Oct 10 2013
We have it on good authority that “summer’s lease hath all too short a date.” But what about autumn? It could be the best of times for trekkers, at least for those lucky souls whose schedule permits them to take holidays when much of the rest of the world is getting back to work. Consider the advantages: The biting flies no longer mount attacks in battalion strength. Campsites are less crowded. The hills are ablaze with fall colors. And days are pleasantly cool. Yet there’s something missing from the glowing portrait that I’ve just painted. Fall is over almost before it’s begun. In some years, it seems that the interval between summer and winter amounts to no more than a long weekend. Clearly, the Bard of Avon got it wrong. If any season’s lease hath too short a date, it’s not summer. It’s fall.

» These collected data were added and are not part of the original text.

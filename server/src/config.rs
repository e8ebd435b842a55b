//! Server-Konfiguration
//!
//! Wird beim Start aus einer TOML-Datei geladen. Alle Felder haben
//! sinnvolle Standardwerte; nur das Token-Secret muss gesetzt werden,
//! entweder in `[auth]` oder ueber `SHOP_TOKEN_SECRET`.

use std::net::SocketAddr;

use anyhow::Context;
use serde::{Deserialize, Serialize};

use shopwerk_auth::{HashParameter, STANDARD_LEBENSDAUER_SEK};
use shopwerk_db::DatabaseConfig;

/// Umgebungsvariable, die `auth.token_secret` ueberschreibt
pub const SECRET_ENV: &str = "SHOP_TOKEN_SECRET";

/// Vollstaendige Server-Konfiguration
#[derive(Debug, Clone, Default, Serialize, Deserialize)]
#[serde(default)]
pub struct ServerConfig {
    /// Netzwerk-Einstellungen
    pub netzwerk: NetzwerkEinstellungen,
    /// Datenbank-Einstellungen
    pub datenbank: DatenbankEinstellungen,
    /// Token und Passwort-Hashing
    pub auth: AuthEinstellungen,
    /// Logging-Einstellungen
    pub logging: LoggingEinstellungen,
    /// Observability-Einstellungen (Metriken, Health)
    pub observability: ObservabilityEinstellungen,
    /// Erster Super-Administrator
    pub bootstrap: BootstrapEinstellungen,
}

/// Netzwerk-Einstellungen
#[derive(Debug, Clone, Serialize, Deserialize)]
#[serde(default)]
pub struct NetzwerkEinstellungen {
    pub bind_adresse: String,
    /// Port fuer die REST-API
    pub api_port: u16,
    /// CORS-Origins (leer = alle erlaubt)
    pub cors_origins: Vec<String>,
}

impl Default for NetzwerkEinstellungen {
    fn default() -> Self {
        Self {
            bind_adresse: "0.0.0.0".into(),
            api_port: 8080,
            cors_origins: vec![],
        }
    }
}

/// Datenbank-Einstellungen
#[derive(Debug, Clone, Serialize, Deserialize)]
#[serde(default)]
pub struct DatenbankEinstellungen {
    /// Verbindungs-URL
    pub url: String,
    /// Maximale Verbindungspool-Groesse
    pub max_verbindungen: u32,
    pub sqlite_wal: bool,
}

impl Default for DatenbankEinstellungen {
    fn default() -> Self {
        let standard = DatabaseConfig::default();
        Self {
            url: standard.url,
            max_verbindungen: standard.max_verbindungen,
            sqlite_wal: standard.sqlite_wal,
        }
    }
}

/// Token- und Hashing-Einstellungen
#[derive(Clone, Serialize, Deserialize)]
#[serde(default)]
pub struct AuthEinstellungen {
    /// HS256-Secret (leer = muss per Umgebung gesetzt werden)
    pub token_secret: String,
    /// Token-Lebensdauer in Sekunden
    pub token_lebensdauer_sek: i64,
    /// Argon2 Speicher in KiB
    pub argon2_speicher_kib: u32,
    pub argon2_iterationen: u32,
    pub argon2_parallelitaet: u32,
}

impl Default for AuthEinstellungen {
    fn default() -> Self {
        let hash = HashParameter::default();
        Self {
            token_secret: String::new(),
            token_lebensdauer_sek: STANDARD_LEBENSDAUER_SEK,
            argon2_speicher_kib: hash.speicher_kib,
            argon2_iterationen: hash.iterationen,
            argon2_parallelitaet: hash.parallelitaet,
        }
    }
}

impl std::fmt::Debug for AuthEinstellungen {
    fn fmt(&self, f: &mut std::fmt::Formatter<'_>) -> std::fmt::Result {
        f.debug_struct("AuthEinstellungen")
            .field("token_secret", &"<verborgen>")
            .field("token_lebensdauer_sek", &self.token_lebensdauer_sek)
            .field("argon2_speicher_kib", &self.argon2_speicher_kib)
            .field("argon2_iterationen", &self.argon2_iterationen)
            .field("argon2_parallelitaet", &self.argon2_parallelitaet)
            .finish()
    }
}

impl AuthEinstellungen {
    pub fn hash_parameter(&self) -> HashParameter {
        HashParameter {
            speicher_kib: self.argon2_speicher_kib,
            iterationen: self.argon2_iterationen,
            parallelitaet: self.argon2_parallelitaet,
        }
    }
}

/// Logging-Einstellungen
#[derive(Debug, Clone, Serialize, Deserialize)]
#[serde(default)]
pub struct LoggingEinstellungen {
    /// Log-Level: "trace", "debug", "info", "warn", "error"
    pub level: String,
    /// Format: "json" oder "text"
    pub format: String,
}

impl Default for LoggingEinstellungen {
    fn default() -> Self {
        Self {
            level: "info".into(),
            format: "text".into(),
        }
    }
}

/// Observability-Einstellungen (Metriken + Health-Check)
#[derive(Debug, Clone, Serialize, Deserialize)]
#[serde(default)]
pub struct ObservabilityEinstellungen {
    /// Liefert `/metrics` aus
    pub metriken_aktiviert: bool,
    /// Intervall der DB-Pruefung fuer `/health`
    pub health_intervall_sek: u64,
}

impl Default for ObservabilityEinstellungen {
    fn default() -> Self {
        Self {
            metriken_aktiviert: true,
            health_intervall_sek: 15,
        }
    }
}

/// Erster Super-Administrator; wird nur angelegt, wenn die E-Mail frei ist
#[derive(Clone, Default, Serialize, Deserialize)]
#[serde(default)]
pub struct BootstrapEinstellungen {
    pub email: Option<String>,
    pub passwort: Option<String>,
    pub vorname: String,
    pub nachname: String,
}

impl std::fmt::Debug for BootstrapEinstellungen {
    fn fmt(&self, f: &mut std::fmt::Formatter<'_>) -> std::fmt::Result {
        f.debug_struct("BootstrapEinstellungen")
            .field("email", &self.email)
            .field("passwort", &self.passwort.as_ref().map(|_| "<verborgen>"))
            .finish_non_exhaustive()
    }
}

impl ServerConfig {
    /// Laedt die Konfiguration aus einer TOML-Datei.
    /// Gibt die Standardkonfiguration zurueck wenn die Datei nicht existiert.
    /// `SHOP_TOKEN_SECRET` ueberschreibt das Secret aus der Datei.
    pub fn laden(pfad: &str) -> anyhow::Result<Self> {
        let mut config = match std::fs::read_to_string(pfad) {
            Ok(inhalt) => toml::from_str::<Self>(&inhalt)
                .map_err(|e| anyhow::anyhow!("Konfigurationsfehler in '{pfad}': {e}"))?,
            Err(e) if e.kind() == std::io::ErrorKind::NotFound => {
                tracing::warn!(
                    pfad = pfad,
                    "Konfigurationsdatei nicht gefunden, verwende Standardwerte"
                );
                Self::default()
            }
            Err(e) => {
                return Err(anyhow::anyhow!(
                    "Konfigurationsdatei '{pfad}' nicht lesbar: {e}"
                ))
            }
        };

        if let Ok(secret) = std::env::var(SECRET_ENV) {
            config.auth.token_secret = secret;
        }
        Ok(config)
    }

    /// Gibt die Bind-Adresse fuer die REST-API zurueck
    pub fn api_bind_adresse(&self) -> anyhow::Result<SocketAddr> {
        let adresse = format!("{}:{}", self.netzwerk.bind_adresse, self.netzwerk.api_port);
        adresse
            .parse()
            .with_context(|| format!("Ungueltige Bind-Adresse '{adresse}'"))
    }

    pub fn datenbank_config(&self) -> DatabaseConfig {
        DatabaseConfig {
            url: self.datenbank.url.clone(),
            max_verbindungen: self.datenbank.max_verbindungen,
            sqlite_wal: self.datenbank.sqlite_wal,
        }
    }
}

And there’s one more downside to this most ephemeral of seasons. I noted that fall days were pleasantly cool. So far, so good. But nights follow days as, well, night follows day, and autumnal nights are often unpleasantly chill. Once the sun forsakes the northern hemisphere for his annual southern sojourn, he spends less than half of each day shining down on the northern parts of the continent. Temperatures fall fast after the sun drops below the horizon.
All of which means that your summer sleeping bag may not keep you warm through the long, cold autumn nights. You can always buy a warmer bag, of course. But if you’re not a winter camping enthusiast, and if the demands of work and other responsibilities limit you to one or two short outings between Labor Day and Halloween, you may decide that the return on investment simply doesn’t justify the expense.
Must you then resign yourself to shivering through the night? Not at all. Even if your bag is definitely a summer lightweight, there are many ways to sleep warm. With that goal in mind, let’s begin by thinking outside the bag… Read more…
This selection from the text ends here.